# Records:
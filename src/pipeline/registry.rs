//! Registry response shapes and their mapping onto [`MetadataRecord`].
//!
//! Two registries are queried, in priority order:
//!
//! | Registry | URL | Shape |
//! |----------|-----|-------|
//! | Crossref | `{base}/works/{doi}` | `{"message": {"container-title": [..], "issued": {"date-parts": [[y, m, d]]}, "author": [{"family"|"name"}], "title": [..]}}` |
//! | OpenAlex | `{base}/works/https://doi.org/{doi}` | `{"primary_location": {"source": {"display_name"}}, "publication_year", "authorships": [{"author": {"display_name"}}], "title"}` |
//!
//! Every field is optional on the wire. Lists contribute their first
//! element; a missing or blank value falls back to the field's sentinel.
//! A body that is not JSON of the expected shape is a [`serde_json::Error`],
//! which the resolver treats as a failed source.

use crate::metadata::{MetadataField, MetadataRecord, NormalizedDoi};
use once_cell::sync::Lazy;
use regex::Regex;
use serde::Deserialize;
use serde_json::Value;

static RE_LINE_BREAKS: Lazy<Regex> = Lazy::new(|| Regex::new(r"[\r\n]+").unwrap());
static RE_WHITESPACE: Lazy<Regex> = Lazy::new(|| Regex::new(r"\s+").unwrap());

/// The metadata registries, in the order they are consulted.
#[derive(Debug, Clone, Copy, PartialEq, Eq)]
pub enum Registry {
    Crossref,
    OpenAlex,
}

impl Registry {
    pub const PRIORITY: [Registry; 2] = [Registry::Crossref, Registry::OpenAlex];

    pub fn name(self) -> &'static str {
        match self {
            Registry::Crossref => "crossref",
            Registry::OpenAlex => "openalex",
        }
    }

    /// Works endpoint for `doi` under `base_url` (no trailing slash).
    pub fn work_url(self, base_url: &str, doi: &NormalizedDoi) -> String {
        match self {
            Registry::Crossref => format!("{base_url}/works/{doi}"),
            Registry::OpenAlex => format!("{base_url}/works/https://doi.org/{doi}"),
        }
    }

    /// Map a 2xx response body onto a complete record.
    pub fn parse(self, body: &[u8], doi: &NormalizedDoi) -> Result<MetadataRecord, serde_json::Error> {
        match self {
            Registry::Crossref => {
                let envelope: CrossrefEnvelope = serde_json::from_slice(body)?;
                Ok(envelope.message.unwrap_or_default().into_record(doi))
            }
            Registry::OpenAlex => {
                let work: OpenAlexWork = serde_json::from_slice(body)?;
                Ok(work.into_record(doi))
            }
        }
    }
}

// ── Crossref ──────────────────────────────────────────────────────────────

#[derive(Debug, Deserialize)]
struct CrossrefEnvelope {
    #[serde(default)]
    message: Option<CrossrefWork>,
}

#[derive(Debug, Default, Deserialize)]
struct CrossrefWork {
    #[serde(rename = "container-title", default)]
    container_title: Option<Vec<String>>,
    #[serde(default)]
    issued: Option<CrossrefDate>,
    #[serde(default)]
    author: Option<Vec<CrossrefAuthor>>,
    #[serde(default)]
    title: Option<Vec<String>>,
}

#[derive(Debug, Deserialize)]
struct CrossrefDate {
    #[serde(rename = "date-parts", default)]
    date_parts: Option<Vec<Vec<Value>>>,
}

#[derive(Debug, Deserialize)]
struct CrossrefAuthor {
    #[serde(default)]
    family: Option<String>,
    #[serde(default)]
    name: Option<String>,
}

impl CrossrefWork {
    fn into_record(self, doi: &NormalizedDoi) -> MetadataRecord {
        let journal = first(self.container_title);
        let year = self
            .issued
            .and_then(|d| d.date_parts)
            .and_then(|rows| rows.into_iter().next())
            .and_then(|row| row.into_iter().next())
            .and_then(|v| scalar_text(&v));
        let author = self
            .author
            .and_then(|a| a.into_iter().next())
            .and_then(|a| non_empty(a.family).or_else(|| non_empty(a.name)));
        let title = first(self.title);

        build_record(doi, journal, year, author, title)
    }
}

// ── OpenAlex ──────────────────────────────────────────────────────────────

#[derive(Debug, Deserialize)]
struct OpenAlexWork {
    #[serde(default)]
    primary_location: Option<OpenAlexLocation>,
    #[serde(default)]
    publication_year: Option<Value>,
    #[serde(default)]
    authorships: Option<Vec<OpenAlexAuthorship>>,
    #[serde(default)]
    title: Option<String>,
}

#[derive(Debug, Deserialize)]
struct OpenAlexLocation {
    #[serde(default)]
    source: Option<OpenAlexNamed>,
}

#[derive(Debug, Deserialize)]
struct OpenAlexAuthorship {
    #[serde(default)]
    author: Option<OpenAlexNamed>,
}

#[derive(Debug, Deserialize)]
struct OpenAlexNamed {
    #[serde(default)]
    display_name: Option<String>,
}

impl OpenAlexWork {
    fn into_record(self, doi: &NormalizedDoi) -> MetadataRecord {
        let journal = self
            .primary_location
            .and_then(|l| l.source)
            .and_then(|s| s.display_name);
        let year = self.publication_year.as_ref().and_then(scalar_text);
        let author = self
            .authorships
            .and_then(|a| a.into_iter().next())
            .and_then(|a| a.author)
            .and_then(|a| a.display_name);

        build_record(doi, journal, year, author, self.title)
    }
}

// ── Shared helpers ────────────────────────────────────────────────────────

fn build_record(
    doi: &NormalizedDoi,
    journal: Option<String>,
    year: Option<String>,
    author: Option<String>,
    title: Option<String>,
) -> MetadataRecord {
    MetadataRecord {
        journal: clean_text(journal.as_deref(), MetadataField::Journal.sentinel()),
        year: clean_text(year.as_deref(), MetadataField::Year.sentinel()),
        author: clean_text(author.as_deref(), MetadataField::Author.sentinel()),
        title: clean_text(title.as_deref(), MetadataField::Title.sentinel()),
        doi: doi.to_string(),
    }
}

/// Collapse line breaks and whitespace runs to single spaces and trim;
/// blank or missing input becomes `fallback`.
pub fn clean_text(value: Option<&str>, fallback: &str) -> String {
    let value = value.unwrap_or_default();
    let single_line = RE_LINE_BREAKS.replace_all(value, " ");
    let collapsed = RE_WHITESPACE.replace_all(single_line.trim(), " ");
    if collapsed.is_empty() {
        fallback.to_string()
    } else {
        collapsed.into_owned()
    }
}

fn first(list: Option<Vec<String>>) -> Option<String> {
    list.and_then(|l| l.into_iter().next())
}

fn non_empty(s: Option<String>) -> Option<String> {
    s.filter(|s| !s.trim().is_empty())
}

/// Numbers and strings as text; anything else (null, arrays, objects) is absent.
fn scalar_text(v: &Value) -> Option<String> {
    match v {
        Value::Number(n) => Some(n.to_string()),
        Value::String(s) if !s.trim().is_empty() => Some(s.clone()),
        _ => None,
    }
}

# What is expected:
Return each line of the material in which the string "Error" can be found.

# Solution:
//! A body that is not JSON of the expected shape is a [`serde_json::Error`],
    pub fn parse(self, body: &[u8], doi: &NormalizedDoi) -> Result<MetadataRecord, serde_json::Error> {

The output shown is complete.